Weighing in on known defect rates for the Commodore 64
Inspired by a discussion on AtariAge, I was curious if there were any defect rate numbers available for the Commodore 64 to see if it indeed was significantly more failure prone than select contemporaries like the Apple II and Atari 8-bit, and how the percentages worked out (not that we’d likely ever get numbers for any of those other systems). As such, I asked the question on a big Commodore 64/128 Facebook group.
As expected, no one has been able to produce any hard numbers (again, likely a difficult, if not impossible, proposition for the vast majority of these companies; as a point of comparison, when we were writing the CoCo book, there weren’t even good sales numbers available). Besides the usual anecdotes about having issue x, y, or z, and never having any issues, etc., Bil Herd, legendary Commodore engineer, was able to provide some color commentary on the topic:
“Production did whatever they had to do to hit the numbers. They didn’t necessarily talk about it and we were not allowed on the production floor when I first got there.
This changed over time, I would like to think I was part of it, as I got to know the head of production (at the local bar no less) and I was adamant that we could lower the failure rates if they let us see what was going on. In one case I recommended protection diodes on the test jig as I think they were blowing out the chip on one of the ports (not even immediately, static discharge can break something later).”
In regards to the common practice of filling the power supplies with epoxy: “That was one thing we were not able to change until the 128 as the supply was procured by Commodore Japan and blessed at the highest levels.”
“C64 reliability was all about the VIC chip and a couple of other custom chips. In the early days even the best ones sparkled (so we changed the Kernal so the unused character cells on the blue screen had the foreground and background characters set to the same color, they still sparkled but it was the same color as the background).
I got there just as they were going to a Beryllium lead frame to help pump the heat out of the die.”

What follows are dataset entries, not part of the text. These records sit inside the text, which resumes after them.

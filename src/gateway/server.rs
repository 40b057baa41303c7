//! Gateway server

use std::net::SocketAddr;
use std::sync::Arc;

use tokio::net::TcpListener;
use tokio::signal;
use tracing::info;

use super::proxy::OaiProxy;
use super::router::{AppState, create_router};
use crate::config::Config;
use crate::{Error, Result};

/// OAI-PMH proxy server
pub struct Gateway {
    /// Configuration
    config: Config,
    /// Proxy core
    proxy: Arc<OaiProxy>,
}

impl Gateway {
    /// Create a new gateway
    pub fn new(config: Config) -> Result<Self> {
        let proxy = Arc::new(OaiProxy::from_config(&config)?);
        Ok(Self { config, proxy })
    }

    /// Run the gateway until a shutdown signal arrives
    pub async fn run(self) -> Result<()> {
        let addr = SocketAddr::new(
            self.config
                .server
                .host
                .parse()
                .map_err(|e| Error::Config(format!("Invalid host: {e}")))?,
            self.config.server.port,
        );

        let state = Arc::new(AppState {
            proxy: Arc::clone(&self.proxy),
            request_timeout: self.config.server.request_timeout,
        });
        let app = create_router(state);

        let listener = TcpListener::bind(addr).await?;

        info!("OAI-PMH PROXY v{}", env!("CARGO_PKG_VERSION"));
        info!(host = %self.config.server.host, port = %self.config.server.port, "Listening");
        info!(backend = %self.config.backend.url, base_url = %self.config.base_url, "Proxying");
        for (prefix, format) in &self.config.formats {
            if let Some(source) = format.pipeline.first() {
                info!(format = %prefix, source = %source, steps = format.pipeline.len() - 1, "Format served through pipeline");
            }
        }

        axum::serve(listener, app)
            .with_graceful_shutdown(shutdown_signal())
            .await
            .map_err(|e| Error::Internal(e.to_string()))?;

        info!("Shut down");
        Ok(())
    }
}

/// Shutdown signal handler
async fn shutdown_signal() {
    let ctrl_c = async {
        if let Err(e) = signal::ctrl_c().await {
            tracing::error!(error = %e, "Failed to install Ctrl+C handler");
            std::future::pending::<()>().await;
        }
    };

    #[cfg(unix)]
    let terminate = async {
        match signal::unix::signal(signal::unix::SignalKind::terminate()) {
            Ok(mut sigterm) => {
                sigterm.recv().await;
            }
            Err(e) => {
                tracing::error!(error = %e, "Failed to install SIGTERM handler");
                std::future::pending::<()>().await;
            }
        }
    };

    #[cfg(not(unix))]
    let terminate = std::future::pending::<()>();

    tokio::select! {
        () = ctrl_c => {},
        () = terminate => {},
    }

    info!("Shutdown signal received");
}
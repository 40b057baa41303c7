//! Error types for the OAI-PMH proxy

use std::io;

use reqwest::StatusCode;
use thiserror::Error;

/// Result type alias for the OAI-PMH proxy
pub type Result<T> = std::result::Result<T, Error>;

/// OAI-PMH proxy errors
#[derive(Error, Debug)]
pub enum Error {
    /// Configuration error
    #[error("Configuration error: {0}")]
    Config(String),

    /// Backend unreachable
    #[error("Backend unavailable: {0}")]
    BackendUnavailable(String),

    /// Backend or request deadline exceeded
    #[error("Backend timeout: {0}")]
    BackendTimeout(String),

    /// Backend answered with something that is not a usable XML document
    #[error("Backend protocol error: {0}")]
    BackendProtocol(String),

    /// Metadata transform step failed
    #[error("Transform error: {0}")]
    Transform(String),

    /// Continuation store could not persist or load an entry
    #[error("Continuation store error: {0}")]
    Store(String),

    /// Malformed XML
    #[error("XML error: {0}")]
    Xml(String),

    /// IO error
    #[error("IO error: {0}")]
    Io(#[from] io::Error),

    /// JSON error
    #[error("JSON error: {0}")]
    Json(#[from] serde_json::Error),

    /// Internal error
    #[error("Internal error: {0}")]
    Internal(String),
}

impl Error {
    /// HTTP status reported to the harvesting client
    #[must_use]
    pub fn status_code(&self) -> StatusCode {
        match self {
            Self::BackendUnavailable(_) | Self::BackendProtocol(_) => StatusCode::BAD_GATEWAY,
            Self::BackendTimeout(_) => StatusCode::GATEWAY_TIMEOUT,
            _ => StatusCode::INTERNAL_SERVER_ERROR,
        }
    }

    /// Short machine-readable code used in error documents
    #[must_use]
    pub fn code(&self) -> &'static str {
        match self {
            Self::Config(_) => "config",
            Self::BackendUnavailable(_) => "backendUnavailable",
            Self::BackendTimeout(_) => "backendTimeout",
            Self::BackendProtocol(_) => "backendProtocol",
            Self::Transform(_) => "transform",
            Self::Store(_) => "store",
            Self::Xml(_) => "xml",
            Self::Io(_) | Self::Json(_) | Self::Internal(_) => "internal",
        }
    }
}

#[cfg(test)]
mod tests {
    use super::*;

    #[test]
    fn test_backend_failures_map_to_gateway_statuses() {
        assert_eq!(
            Error::BackendUnavailable("refused".into()).status_code(),
            StatusCode::BAD_GATEWAY
        );
        assert_eq!(
            Error::BackendProtocol("not xml".into()).status_code(),
            StatusCode::BAD_GATEWAY
        );
        assert_eq!(
            Error::BackendTimeout("30s".into()).status_code(),
            StatusCode::GATEWAY_TIMEOUT
        );
        assert_eq!(
            Error::Transform("exit 6".into()).status_code(),
            StatusCode::INTERNAL_SERVER_ERROR
        );
    }

    #[test]
    fn test_error_codes() {
        assert_eq!(Error::BackendProtocol(String::new()).code(), "backendProtocol");
        assert_eq!(Error::Store(String::new()).code(), "store");
    }
}
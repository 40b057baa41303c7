//! Metadata transformation pipelines.
//!
//! A pipeline converts a record's native metadata into a target format by
//! running it through an ordered chain of transforms, configured per target
//! metadata prefix:
//!
//! ```text
//! formats:
//!   dc:
//!     pipeline: [easydb, easydb2lido.xsl, lido2dc.xsl]
//!               ───┬──  ───────────────┬────────────
//!       native prefix        transform steps, in order
//! ```
//!
//! A step producing a document without a root element marks the record as
//! not representable in the target format; that is the
//! [`PipelineOutcome::Unavailable`] signal, not an error.

mod pipeline;
mod xslt;

pub use pipeline::{PipelineRegistry, TransformPipeline};
pub use xslt::{DEFAULT_PROCESSOR, XsltStylesheet};

use async_trait::async_trait;

use crate::Result;

/// One step of a pipeline: XML text in, XML text out.
///
/// Steps are stateless per call; a pipeline applies the same steps to many
/// records concurrently.
#[async_trait]
pub trait MetadataTransform: Send + Sync {
    /// Identifier used in logs (e.g. the stylesheet path)
    fn name(&self) -> &str;

    /// Transform one standalone XML fragment
    async fn apply(&self, input: &str) -> Result<String>;
}

/// Result of running a pipeline over one fragment
#[derive(Debug)]
pub enum PipelineOutcome {
    /// The converted fragment, a well-formed document with a root element
    Transformed(String),
    /// The record has no representation in the target format
    Unavailable,
}

impl PipelineOutcome {
    /// Whether the record was suppressed
    #[must_use]
    pub fn is_unavailable(&self) -> bool {
        matches!(self, Self::Unavailable)
    }
}
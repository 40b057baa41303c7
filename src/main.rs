//! OAI-PMH proxy
//!
//! Extends an OAI-PMH repository with set intersections and additional
//! metadata formats.

use std::process::ExitCode;

use clap::Parser;
use tracing::{error, info};

use oai_proxy::{
    cli::{Cli, Command},
    config::Config,
    gateway::{Gateway, OaiProxy},
    setup_tracing,
};

#[tokio::main]
async fn main() -> ExitCode {
    let cli = Cli::parse();

    // Setup tracing
    if let Err(e) = setup_tracing(&cli.log_level, cli.log_format.as_deref()) {
        eprintln!("Failed to setup tracing: {e}");
        return ExitCode::FAILURE;
    }

    let config = match Config::load(cli.config.as_deref()) {
        Ok(mut config) => {
            // Apply CLI overrides
            if let Some(port) = cli.port {
                config.server.port = port;
            }
            if let Some(ref host) = cli.host {
                config.server.host = host.clone();
            }
            config
        }
        Err(e) => {
            error!("Failed to load configuration: {e}");
            return ExitCode::FAILURE;
        }
    };

    match cli.command {
        Some(Command::Record { format, identifier }) => {
            run_record(&config, &format, &identifier).await
        }
        Some(Command::Serve) | None => run_server(config).await,
    }
}

/// Print one record's metadata
async fn run_record(config: &Config, format: &str, identifier: &str) -> ExitCode {
    let proxy = match OaiProxy::from_config(config) {
        Ok(proxy) => proxy,
        Err(e) => {
            error!("Failed to create proxy: {e}");
            return ExitCode::FAILURE;
        }
    };

    match proxy.get_record(format, identifier).await {
        Ok(Some(xml)) => {
            println!("{xml}");
            ExitCode::SUCCESS
        }
        Ok(None) => {
            eprintln!("No record {identifier} in format {format}");
            ExitCode::FAILURE
        }
        Err(e) => {
            eprintln!("Failed to fetch record: {e}");
            ExitCode::FAILURE
        }
    }
}

/// Run the proxy server
async fn run_server(config: Config) -> ExitCode {
    info!(
        version = env!("CARGO_PKG_VERSION"),
        port = config.server.port,
        formats = config.formats.len(),
        intersections = config.intersect_sets.len(),
        "Starting OAI-PMH proxy"
    );

    let gateway = match Gateway::new(config) {
        Ok(g) => g,
        Err(e) => {
            error!("Failed to create gateway: {e}");
            return ExitCode::FAILURE;
        }
    };

    // Run with graceful shutdown
    if let Err(e) = gateway.run().await {
        error!("Gateway error: {e}");
        return ExitCode::FAILURE;
    }

    info!("Proxy shutdown complete");
    ExitCode::SUCCESS
}
//! Event subscriptions and timers of migrating activity instances
//!
//! A trigger whose activity is mapped keeps its identity and, unless its
//! instruction asks to update the event trigger, its event name and due date.
//! Triggers without a surviving mapping are removed, target triggers nobody
//! migrated into are created as if their scope had just been entered.

use crate::application::migration::matcher::MigratingProcessInstance;
use crate::application::migration::plan::{MigrationInstruction, MigrationPlan};
use crate::application::working_state::{ExecutionContext, Owner, WorkingState};
use crate::domain::ids::{ActivityId, ActivityInstanceId, EventSubscriptionId, JobId};
use crate::domain::job::JobKind;
use crate::domain::process_definition::EventDefinition;
use crate::EngineError;
use std::collections::HashSet;
use tracing::{debug, trace};

/// Reconcile the triggers of every migrating node against the target definition
pub(crate) fn reconcile(
    state: &mut WorkingState,
    migrating: &MigratingProcessInstance,
    plan: &MigrationPlan,
    context: &ExecutionContext<'_>,
) -> Result<(), EngineError> {
    let nodes: Vec<(ActivityInstanceId, ActivityId)> = state
        .root
        .descendants()
        .into_iter()
        .filter_map(|node| {
            migrating
                .target_of(&node.instance_id)
                .map(|target| (node.instance_id.clone(), target.clone()))
        })
        .collect();

    for (node, target_activity) in nodes {
        reconcile_scope_triggers(state, &node, &target_activity, plan, context)?;
        if !state.node(&node)?.is_transition() {
            reconcile_own_trigger(
                state,
                &node,
                &target_activity,
                migrating.instruction_of(&node),
                context,
            )?;
        }
    }
    Ok(())
}

/// Boundary events and event sub process starts owned by a scope
fn reconcile_scope_triggers(
    state: &mut WorkingState,
    node: &ActivityInstanceId,
    target_activity: &ActivityId,
    plan: &MigrationPlan,
    context: &ExecutionContext<'_>,
) -> Result<(), EngineError> {
    let target = state.definition.clone();
    let owner = Owner::Scope(node.clone());
    let mapping = |source_activity: &ActivityId| -> Option<MigrationInstruction> {
        plan.instruction_for(source_activity)
            .filter(|instruction| {
                target.event_scope(&instruction.target_activity_id).as_ref() == Some(target_activity)
            })
            .cloned()
    };

    let mut migrated: HashSet<ActivityId> = HashSet::new();
    let mut dropped_subscriptions: Vec<EventSubscriptionId> = Vec::new();
    for subscription in state.subscriptions.iter_mut().filter(|s| s.owner == owner) {
        match mapping(&subscription.item.activity_id) {
            Some(instruction) => {
                if instruction.update_event_trigger {
                    if let Some(name) = target
                        .activity(&instruction.target_activity_id)
                        .and_then(|a| a.event.as_ref())
                        .and_then(EventDefinition::event_name)
                    {
                        debug!(from = %subscription.item.event_name, to = name, "Updating event trigger");
                        subscription.item.event_name = name.to_string();
                    }
                }
                subscription.item.activity_id = instruction.target_activity_id.clone();
                migrated.insert(instruction.target_activity_id);
            }
            None => dropped_subscriptions.push(subscription.item.id.clone()),
        }
    }
    state
        .subscriptions
        .retain(|s| !dropped_subscriptions.contains(&s.item.id));

    let now = context.clock.now();
    let mut dropped_jobs: Vec<JobId> = Vec::new();
    for job in state
        .jobs
        .iter_mut()
        .filter(|j| j.owner == owner && j.item.kind == JobKind::Timer)
    {
        match mapping(&job.item.activity_id) {
            Some(instruction) => {
                if instruction.update_event_trigger {
                    if let Some(EventDefinition::Timer(timer)) = target
                        .activity(&instruction.target_activity_id)
                        .and_then(|a| a.event.as_ref())
                    {
                        job.item.due_date = Some(timer.due_date(now)?);
                        debug!(job = %job.item.id, due_date = ?job.item.due_date, "Recomputed timer");
                    }
                }
                job.item.activity_id = instruction.target_activity_id.clone();
                migrated.insert(instruction.target_activity_id);
            }
            None => dropped_jobs.push(job.item.id.clone()),
        }
    }
    for job in &dropped_jobs {
        state.remove_job(job);
    }
    if !dropped_subscriptions.is_empty() || !dropped_jobs.is_empty() {
        trace!(
            scope = %node,
            subscriptions = dropped_subscriptions.len(),
            jobs = dropped_jobs.len(),
            "Removed unmapped scope triggers"
        );
    }

    for trigger in target.scope_triggers(target_activity) {
        if !migrated.contains(&trigger.id) {
            debug!(scope = %node, trigger = %trigger.id, "Creating trigger absent from the source");
            state.create_trigger(trigger, owner.clone(), context)?;
        }
    }
    Ok(())
}

/// Receive tasks and intermediate catch events wait on a trigger of their own
fn reconcile_own_trigger(
    state: &mut WorkingState,
    node: &ActivityInstanceId,
    target_activity: &ActivityId,
    instruction: Option<&MigrationInstruction>,
    context: &ExecutionContext<'_>,
) -> Result<(), EngineError> {
    let target = state.definition.clone();
    let Some(activity) = target.activity(target_activity) else {
        return Ok(());
    };
    let owner = Owner::Leaf(node.clone());
    let update = instruction.is_some_and(|i| i.update_event_trigger);
    let keeps_trigger = activity.has_own_trigger();
    let mut found = false;

    if keeps_trigger {
        for subscription in state.subscriptions.iter_mut().filter(|s| s.owner == owner) {
            found = true;
            subscription.item.activity_id = activity.id.clone();
            if update {
                if let Some(name) = activity.event.as_ref().and_then(EventDefinition::event_name) {
                    subscription.item.event_name = name.to_string();
                }
            }
        }
        let now = context.clock.now();
        for job in state
            .jobs
            .iter_mut()
            .filter(|j| j.owner == owner && j.item.kind == JobKind::Timer)
        {
            found = true;
            job.item.activity_id = activity.id.clone();
            if update {
                if let Some(EventDefinition::Timer(timer)) = &activity.event {
                    job.item.due_date = Some(timer.due_date(now)?);
                }
            }
        }
    } else {
        state.subscriptions.retain(|s| s.owner != owner);
        let timers: Vec<JobId> = state
            .jobs
            .iter()
            .filter(|j| j.owner == owner && j.item.kind == JobKind::Timer)
            .map(|j| j.item.id.clone())
            .collect();
        for job in &timers {
            state.remove_job(job);
        }
    }

    if keeps_trigger && !found {
        state.create_trigger(activity, owner, context)?;
    }
    Ok(())
}
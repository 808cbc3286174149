use crate::domain::ids::{
    ActivityId, EventSubscriptionId, ExecutionId, ProcessDefinitionId, ProcessInstanceId,
};
use crate::domain::process_definition::EventType;
use chrono::{DateTime, Utc};
use serde::{Deserialize, Serialize};

/// Registration of an execution for a message, signal or conditional event
#[derive(Debug, Clone, PartialEq, Eq, Serialize, Deserialize)]
pub struct EventSubscription {
    /// Subscription id, stable across migration
    pub id: EventSubscriptionId,
    /// Event type; never `Timer`
    pub event_type: EventType,
    /// Message/signal name or condition
    pub event_name: String,
    /// Catching activity that reacts to the event
    pub activity_id: ActivityId,
    /// Execution the subscription lives on
    pub execution_id: ExecutionId,
    /// Owning process instance
    pub process_instance_id: ProcessInstanceId,
    /// Definition of the catching activity
    pub process_definition_id: ProcessDefinitionId,
    /// Creation time
    pub created_at: DateTime<Utc>,
}
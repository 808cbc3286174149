//! Assertion utilities for validating Cascade engine state.
//!
//! This module provides helper functions for comparing activity-instance trees
//! and checking migrated instance state, making tests more concise and readable.

mod process_state;

pub use process_state::*;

In regards to a comment about making a product purposefully short-lived: “Yes we never would have tried to make something fail or not last as long (as affordable) People get upset when they hear that I would not have added cost to a product if already was projected to last 3-5 years. Quite simply I would not have stayed one of the lead consumer designers if I put extra (unnecessary) cost, especially at the sales numbers of millions. (Think of 5 million dimes).”
In regards to a comment about the “nasty” power supply being the source of most of the reliability problems, randomly cooking parts as they failed, etc.: “The VIC I actually melted the case.”
“Failures take many forms also, for example there were many units that started off violating the DRAM timings and then it got worse with heat. The DRAM contents could get corrupted which may do things like result in a reboot 20 minutes later. Back then if a home computer occasionally reset it wasn’t considered to be all that unusual.”
“The C64 suffered from high ‘infant mortality’, once it got a couple of months old it would probably function like any other piece of technology for the day.”
On the idea that the biggest problem someone saw was blown out SIDs (but who lived in an area with a lot of static electricity in the winter): “The C64 SID design actually violates one of my design rules that I use. My opinion is that whenever there is a large capacitor attached to a chip it should be current limited and possibly diode protected.
The issue is that when power is removed from SID that there is a residual voltage on the cap and now it has more voltage on that pin than the other pins including VCC.
The instantaneous current flow could be quite high and also violates the pin spec of the chip and forward biases stuff, etc.”
And as a follow-on to that last comment and the idea of wouldn’t it be something as simple as a drain resistor to sort that: “Usually a resistor in series, it usually can be so small so as not to add an RC pole in the case of a filter (like SID). I told the guy that tried to redesign the SID (for HMOS and other things) that he should heavily JFET/Diode protect that pin but I rather doubt he did. I don’t think he ever really listened to a SID playing either.”